The key is the fact that the company is using 100% of the coffee bean, said Dr Celli, who acknowledged that companies making coffee concentrates have explored different ways to preserve more of the aromas or other components in roast and ground coffee over the years.
"The focus has always been on making soluble products by extraction, for example. Little has been done on whole bean technology. Coffee extracts miss a major point – that is, the unveiling of all the new and accretive flavors within the bean that are not soluble in the solvent of choice.
"Our process also retains all the compounds that are lost during extraction/brewing or that don’t make it to the cup (for example, due to the use of filters), including polyphenols, mineral salts, and B vitamins. But to be clear, the width of flavor profile available when the whole bean is unlocked is the primary consumer benefit from our technology."
Burke added: “A coffee bean only unleashes about 20% of the flavors it contains when you drink coffee, because only about 20% of the flavors are water soluble. The rest stay in the coffee bean. In fact there are more than 1,200 flavors in the bean that don’t make it into brewed coffee.”
If you simply smashed up a roasted coffee bean and ate that instead, you still wouldn’t experience many of these flavors, he argued, because the particle sizes are too big for your taste receptors to pick them up.
“When the micron size gets really small, the human tongue can start to pick up all these additional flavors. If you just crush a coffee bean, it’s not great, but the IP and the process we use creates something that tastes very very different.”

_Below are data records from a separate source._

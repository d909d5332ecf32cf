// HTTP API 错误响应

use axum::{
    extract::rejection::{JsonRejection, QueryRejection},
    http::StatusCode,
    response::{IntoResponse, Response},
    Json,
};
use serde_json::json;
use std::fmt;
use tracing::error;

use crate::modules::chat::domain::SessionIdError;
use crate::modules::chat::ApplicationError;

/// 统一的 API 错误响应
#[derive(Debug)]
pub struct ApiError {
    pub message: String,
    pub status_code: StatusCode,
    pub error_code: Option<String>,
}

impl ApiError {
    pub fn internal(message: impl Into<String>) -> Self {
        Self {
            message: message.into(),
            status_code: StatusCode::INTERNAL_SERVER_ERROR,
            error_code: Some("INTERNAL_ERROR".to_string()),
        }
    }

    pub fn bad_request(message: impl Into<String>) -> Self {
        Self {
            message: message.into(),
            status_code: StatusCode::BAD_REQUEST,
            error_code: Some("BAD_REQUEST".to_string()),
        }
    }
}

impl fmt::Display for ApiError {
    fn fmt(&self, f: &mut fmt::Formatter<'_>) -> fmt::Result {
        write!(f, "{}", self.message)
    }
}

impl std::error::Error for ApiError {}

impl IntoResponse for ApiError {
    fn into_response(self) -> Response {
        let mut response_json = json!({
            "error": true,
            "message": self.message,
            "status": self.status_code.as_u16()
        });

        if let Some(error_code) = self.error_code {
            response_json["error_code"] = json!(error_code);
        }

        (self.status_code, Json(response_json)).into_response()
    }
}

pub type ApiResult<T> = Result<T, ApiError>;

impl From<ApplicationError> for ApiError {
    fn from(e: ApplicationError) -> Self {
        match e {
            ApplicationError::RepositoryError(e) => {
                error!("[ApiError] Storage failure: {}", e);
                ApiError::internal("Failed to access message storage")
            }
        }
    }
}

impl From<SessionIdError> for ApiError {
    fn from(e: SessionIdError) -> Self {
        ApiError::bad_request(e.to_string())
    }
}

impl From<JsonRejection> for ApiError {
    fn from(rejection: JsonRejection) -> Self {
        ApiError::bad_request(format!("Invalid request body: {}", rejection.body_text()))
    }
}

impl From<QueryRejection> for ApiError {
    fn from(rejection: QueryRejection) -> Self {
        ApiError::bad_request(format!("Invalid query: {}", rejection.body_text()))
    }
}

He added: “I agree that technology for technology’s sake is just that, but what we found is that we can make products without the fat and sugar of chocolate [although the latter is arguably less to do with the fact that he’s using coffee instead of cocoa beans than the fact he’s using monk fruit and erythritol instead of sugar] and with caffeine [that’s naturally in the coffee beans] that taste incredible."
The target audience
So who’s the target audience – and total addressable market - for coffee bars?
As for the former, there are a couple of large camps, he said: people that love coffee and are looking for another – convenient - way to consume it; and people that are looking for a chocolate alternative. Within the first camp and perhaps beyond it, are people looking for natural energy from caffeine at all times of the day, he added.
“People are trying to get caffeine at every time of day, from coffee first thing in the morning to Diet Coke mid-morning, Mtn Dew in the afternoon, or energy drinks at night if you’re studying or working on something.”
The addressable market
As for the addressable market, as it’s a new category that spans both coffee, confectionery, but potentially many others, it’s hard to pin down at this stage, said Burke, who has just secured approvals at some of the leading names in grocery, drug and convenience channels.
“But we view ourselves more in the coffee space ($74bn in the US) than in confection ($26bn) and coffee is the only food category that’s larger than $50bn and growing faster than the population rate – it’s growing at about 6.5%.”
For the packaging, which highlights the origin (Colombian, Ethiopian, Brazilian) and flavor notes (mild to bold) of the coffee, coupled with the caffeine equivalent (in cups of coffee), he relied on input from consumers.
“We did a ton of consumer research with graduate students and they helped us design the packaging and branding. Show off the bean, explain that it’s not chocolate, but keep it playful. They also liked brand names that were verbs.”
Asked about the audience for the Nudge brand in particular, he said: “Ask me again in three months [once the product is more widely available] but I see the key audience as under 40, slightly more female than male, and physically active.”
Ingredients list (Ethiopian): Whole coffee matter (cocoa butter, coffee), erythritol, monk fruit extract, chicory root fiber, skim milk, whey, sunflower lecithin, salt. Each 30g serving contains 120 calories, 7g fiber, 10g fat, 3g sugar.